Would you please retype the records that follow, word for word?

Top of EXCERPTED DATA

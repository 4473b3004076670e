//! Integration tests for [`NominatimGeocoder`] against a mock server.

use std::time::Duration;

use geo::Coord;
use routewise_core::{GeocodeError, Geocoder};
use routewise_data::DEFAULT_USER_AGENT;
use routewise_data::geocoding::{NominatimConfig, NominatimGeocoder};
use wiremock::matchers::{header, method, path, query_param};
use wiremock::{Mock, MockServer, ResponseTemplate};

fn geocoder(server: &MockServer) -> NominatimGeocoder {
    NominatimGeocoder::new(server.uri()).expect("geocoder should build")
}

#[tokio::test]
async fn resolves_first_match_as_lon_lat() {
    let server = MockServer::start().await;
    Mock::given(method("GET"))
        .and(path("/search"))
        .and(query_param("q", "10 Downing Street, London"))
        .and(query_param("format", "jsonv2"))
        .and(query_param("limit", "1"))
        .and(header("user-agent", DEFAULT_USER_AGENT))
        .respond_with(ResponseTemplate::new(200).set_body_json(serde_json::json!([
            {"lat": "51.5033635", "lon": "-0.1276248", "display_name": "10 Downing Street"}
        ])))
        .expect(1)
        .mount(&server)
        .await;

    let coordinate = geocoder(&server)
        .geocode("10 Downing Street, London")
        .await
        .expect("lookup succeeds");

    assert_eq!(
        coordinate,
        Some(Coord {
            x: -0.127_624_8,
            y: 51.503_363_5
        })
    );
}

#[tokio::test]
async fn empty_results_mean_no_match() {
    let server = MockServer::start().await;
    Mock::given(method("GET"))
        .and(path("/search"))
        .respond_with(ResponseTemplate::new(200).set_body_json(serde_json::json!([])))
        .mount(&server)
        .await;

    let coordinate = geocoder(&server)
        .geocode("Atlantis")
        .await
        .expect("lookup succeeds");

    assert_eq!(coordinate, None);
}

#[tokio::test]
async fn server_errors_are_provider_errors() {
    let server = MockServer::start().await;
    Mock::given(method("GET"))
        .and(path("/search"))
        .respond_with(ResponseTemplate::new(503))
        .mount(&server)
        .await;

    let err = geocoder(&server)
        .geocode("Main St")
        .await
        .expect_err("lookup fails");

    assert_eq!(err, GeocodeError::provider("HTTP 503 Service Unavailable"));
}

#[tokio::test]
async fn slow_responses_time_out() {
    let server = MockServer::start().await;
    Mock::given(method("GET"))
        .and(path("/search"))
        .respond_with(
            ResponseTemplate::new(200)
                .set_body_json(serde_json::json!([]))
                .set_delay(Duration::from_secs(2)),
        )
        .mount(&server)
        .await;
    let geocoder = NominatimGeocoder::with_config(
        NominatimConfig::new(server.uri()).with_timeout(Duration::from_millis(200)),
    )
    .expect("geocoder should build");

    let err = geocoder.geocode("Slow Road").await.expect_err("lookup times out");

    assert!(err.is_timeout(), "expected a timeout, got {err:?}");
}

#[tokio::test]
async fn malformed_bodies_are_provider_errors() {
    let server = MockServer::start().await;
    Mock::given(method("GET"))
        .and(path("/search"))
        .respond_with(ResponseTemplate::new(200).set_body_string("<html>busy</html>"))
        .mount(&server)
        .await;

    let err = geocoder(&server)
        .geocode("Main St")
        .await
        .expect_err("lookup fails");

    assert!(matches!(err, GeocodeError::Provider { .. }));
}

Bottom of EXCERPTED DATA

▶ [OUTPUT OF THE TASK]
repository 4473b3004076670e
//! Integration tests for [`NominatimGeocoder`] against a mock server.

use std::time::Duration;

use geo::Coord;
use routewise_core::{GeocodeError, Geocoder};
use routewise_data::DEFAULT_USER_AGENT;
use routewise_data::geocoding::{NominatimConfig, NominatimGeocoder};
use wiremock::matchers::{header, method, path, query_param};
use wiremock::{Mock, MockServer, ResponseTemplate};

fn geocoder(server: &MockServer) -> NominatimGeocoder {
    NominatimGeocoder::new(server.uri()).expect("geocoder should build")
}

#[tokio::test]
async fn resolves_first_match_as_lon_lat() {
    let server = MockServer::start().await;
    Mock::given(method("GET"))
        .and(path("/search"))
        .and(query_param("q", "10 Downing Street, London"))
        .and(query_param("format", "jsonv2"))
        .and(query_param("limit", "1"))
        .and(header("user-agent", DEFAULT_USER_AGENT))
        .respond_with(ResponseTemplate::new(200).set_body_json(serde_json::json!([
            {"lat": "51.5033635", "lon": "-0.1276248", "display_name": "10 Downing Street"}
        ])))
        .expect(1)
        .mount(&server)
        .await;

    let coordinate = geocoder(&server)
        .geocode("10 Downing Street, London")
        .await
        .expect("lookup succeeds");

    assert_eq!(
        coordinate,
        Some(Coord {
            x: -0.127_624_8,
            y: 51.503_363_5
        })
    );
}

#[tokio::test]
async fn empty_results_mean_no_match() {
    let server = MockServer::start().await;
    Mock::given(method("GET"))
        .and(path("/search"))
        .respond_with(ResponseTemplate::new(200).set_body_json(serde_json::json!([])))
        .mount(&server)
        .await;

    let coordinate = geocoder(&server)
        .geocode("Atlantis")
        .await
        .expect("lookup succeeds");

    assert_eq!(coordinate, None);
}

#[tokio::test]
async fn server_errors_are_provider_errors() {
    let server = MockServer::start().await;
    Mock::given(method("GET"))
        .and(path("/search"))
        .respond_with(ResponseTemplate::new(503))
        .mount(&server)
        .await;

    let err = geocoder(&server)
        .geocode("Main St")
        .await
        .expect_err("lookup fails");

    assert_eq!(err, GeocodeError::provider("HTTP 503 Service Unavailable"));
}

#[tokio::test]
async fn slow_responses_time_out() {
    let server = MockServer::start().await;
    Mock::given(method("GET"))
        .and(path("/search"))
        .respond_with(
            ResponseTemplate::new(200)
                .set_body_json(serde_json::json!([]))
                .set_delay(Duration::from_secs(2)),
        )
        .mount(&server)
        .await;
    let geocoder = NominatimGeocoder::with_config(
        NominatimConfig::new(server.uri()).with_timeout(Duration::from_millis(200)),
    )
    .expect("geocoder should build");

    let err = geocoder.geocode("Slow Road").await.expect_err("lookup times out");

    assert!(err.is_timeout(), "expected a timeout, got {err:?}");
}

#[tokio::test]
async fn malformed_bodies_are_provider_errors() {
    let server = MockServer::start().await;
    Mock::given(method("GET"))
        .and(path("/search"))
        .respond_with(ResponseTemplate::new(200).set_body_string("<html>busy</html>"))
        .mount(&server)
        .await;

    let err = geocoder(&server)
        .geocode("Main St")
        .await
        .expect_err("lookup fails");

    assert!(matches!(err, GeocodeError::Provider { .. }));
}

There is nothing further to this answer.